Em um estudo novo publicado no Jornal da Farmacologia de Neuroimmune, Afastamento Cilindro/rolo. Ewa Kozela, Ana Juknat, Neta Rimmerman e Zvi Vogel do Dr. Miriam e Sheldon G. Adelson Centro da Universidade de Tel Aviv para a Biologia de Doenças Aditivas e a Faculdade de Sackler de Medicina demonstram que alguns compostos químicos encontrados na marijuana podem ajudar a tratar Senhora-como doenças nos ratos impedindo a inflamação no cérebro e na medula espinal.

A “Inflamação é parte da resposta imune natural de corpo, mas nos casos como o MS ele sai da mão,” diz Kozela. “Nosso estudo olha como os compostos isolados da marijuana podem ser usados para regular a inflamação para proteger o sistema nervoso e suas funções.” Os Pesquisadores do Instituto de Weizmann da Ciência co-foram o autor do estudo.

Mente-Alterando resultados

Israel tem uma tradição forte da pesquisa da marijuana. Raphael Israelita Mechoulam e Yechiel Gaoni dos cientistas descobriu THC, ou tetrahydrocannabinol, em 1964, retrocesso-iniciando o estudo científico da planta e de seus componentes químicos em todo o mundo. Desde então, os cientistas identificaram aproximadamente 70 compostos - os cannabinoids chamados - que são originais ao cannabis e têm efeitos biológicos interessantes. Nos anos 90, o Prof. Vogel estava entre os primeiros pesquisadores para descrever endocannabinoids, as moléculas que actuam como THC no corpo.

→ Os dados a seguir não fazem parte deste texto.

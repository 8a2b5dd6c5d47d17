//! Page heading text: breadcrumb, title, result summary, empty state and
//! buying guide.

use ratatui::text::{Line, Span};

use crate::theme;

const LISTING_NAME: &str = "Planches de chêne";

pub const EMPTY_TITLE: &str = "Aucun résultat trouvé";
pub const SHOW_ALL: &str = "Afficher tous les produits";

pub const GUIDE_TITLE: &str = "Guide d'achat : Le Chêne pour les professionnels";
pub const GUIDE_TEXT: &str = "Le chêne est l'essence reine pour la menuiserie et \
l'ébénisterie. Sur Factoline, nous vous proposons exclusivement des bois issus de scieries \
françaises certifiées PEFC ou FSC. Que vous recherchiez du chêne avivé pour des parquets \
massifs, des plots pour de l'ameublement sur-mesure ou des poutres pour la restauration de \
charpente, notre réseau de partenaires garantit une hygrométrie contrôlée et des classements \
(QF1a, QF2...) respectant strictement les normes de l'industrie.";

/// `Accueil › Bois de construction › {Recherche | Planches de chêne}`.
pub fn breadcrumb(query: &str) -> Line<'static> {
    let last = if query.is_empty() {
        LISTING_NAME
    } else {
        "Recherche"
    };
    Line::from(vec![
        Span::styled("⌂ Accueil", theme::muted()),
        Span::styled(" › ", theme::key_hint()),
        Span::styled("Bois de construction", theme::muted()),
        Span::styled(" › ", theme::key_hint()),
        Span::styled(last, theme::value()),
    ])
}

pub fn title(query: &str) -> String {
    if query.is_empty() {
        format!("Tous les produits : {LISTING_NAME}")
    } else {
        format!("Résultats pour \"{query}\"")
    }
}

/// `"{n} produit professionnel disponible en stock"`, every word
/// pluralised when `n > 1`.
pub fn summary(count: usize) -> String {
    let s = if count > 1 { "s" } else { "" };
    format!("{count} produit{s} professionnel{s} disponible{s} en stock")
}

pub fn empty_message(query: &str) -> String {
    format!(
        "Nous n'avons trouvé aucun produit correspondant à \"{query}\". Essayez de vérifier \
         l'orthographe ou d'utiliser des termes plus génériques."
    )
}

Além de THC, o cannabinoid o mais abundante e o mais poderoso na marijuana é cannabidiol, ou CBD. Os pesquisadores da TAU estão particularmente interessados em CBD, porque oferece benefícios medicinais sem os efeitos dealteração controversos de THC.

Em um estudo 2011, mostraram que as ajudas de CBD tratam Senhora-como sintomas nos ratos impedindo que as pilhas imunes em seus corpos transformem e ataquem as tampas de isolamento de pilhas de nervo na medula espinal. Após a indução Senhora-como a condição nos ratos - parcialmente paralizando seus membros - os pesquisadores injectaram-nos com CBD. Os ratos responderam recuperando o movimento, primeiramente contraindo suas caudas e então começando andar sem um coxo. Os pesquisadores notaram que os ratos tratados com o CBD tiveram muito menos inflamação na medula espinal do que suas contrapartes não tratadas.

Grandes esperanças para seres humanos

No estudo o mais atrasado, os pesquisadores expor para ver se as propriedades anti-inflamatórios conhecidas de CBD e de THC poderiam igualmente ser aplicadas ao tratamento da inflamação associado com o MS - e em caso afirmativo, como. Esta vez giraram para o sistema imunitário.

Os pesquisadores tomaram as pilhas imunes isoladas dos ratos paralizados que especificamente o alvo e prejudica o cérebro e a medula espinal, e os tratou com o CBD ou o THC. Em ambos os casos, as pilhas imunes produziram menos moléculas inflamatórios, particularmente chamada o interleukin 17, ou IL-17, que é associado fortemente com o MS e muito prejudicial às pilhas de nervo e a suas tampas de isolamento. Os pesquisadores concluíram que a presença de CBD ou de THC contem as pilhas imunes de provocar a produção de moléculas inflamatórios e limita a capacidade das moléculas para alcançar e danificar o cérebro e a medula espinal.

Uma pesquisa Mais Adicional é necessário provar a eficácia dos cannabinoids em tratar o MS nos seres humanos, mas há umas razões para a esperança, os pesquisadores dizem. Em muitos países, CBD e THC são prescritos já para o tratamento de sintomas do MS, incluindo a dor e a rigidez do músculo.

“Quando usado sàbiamente, o cannabis tem o potencial enorme,” diz Kozela, que estudou previamente opiáceo como a morfina, derivado da planta da papoila. “Nós apenas estamos começando a compreender como trabalha.”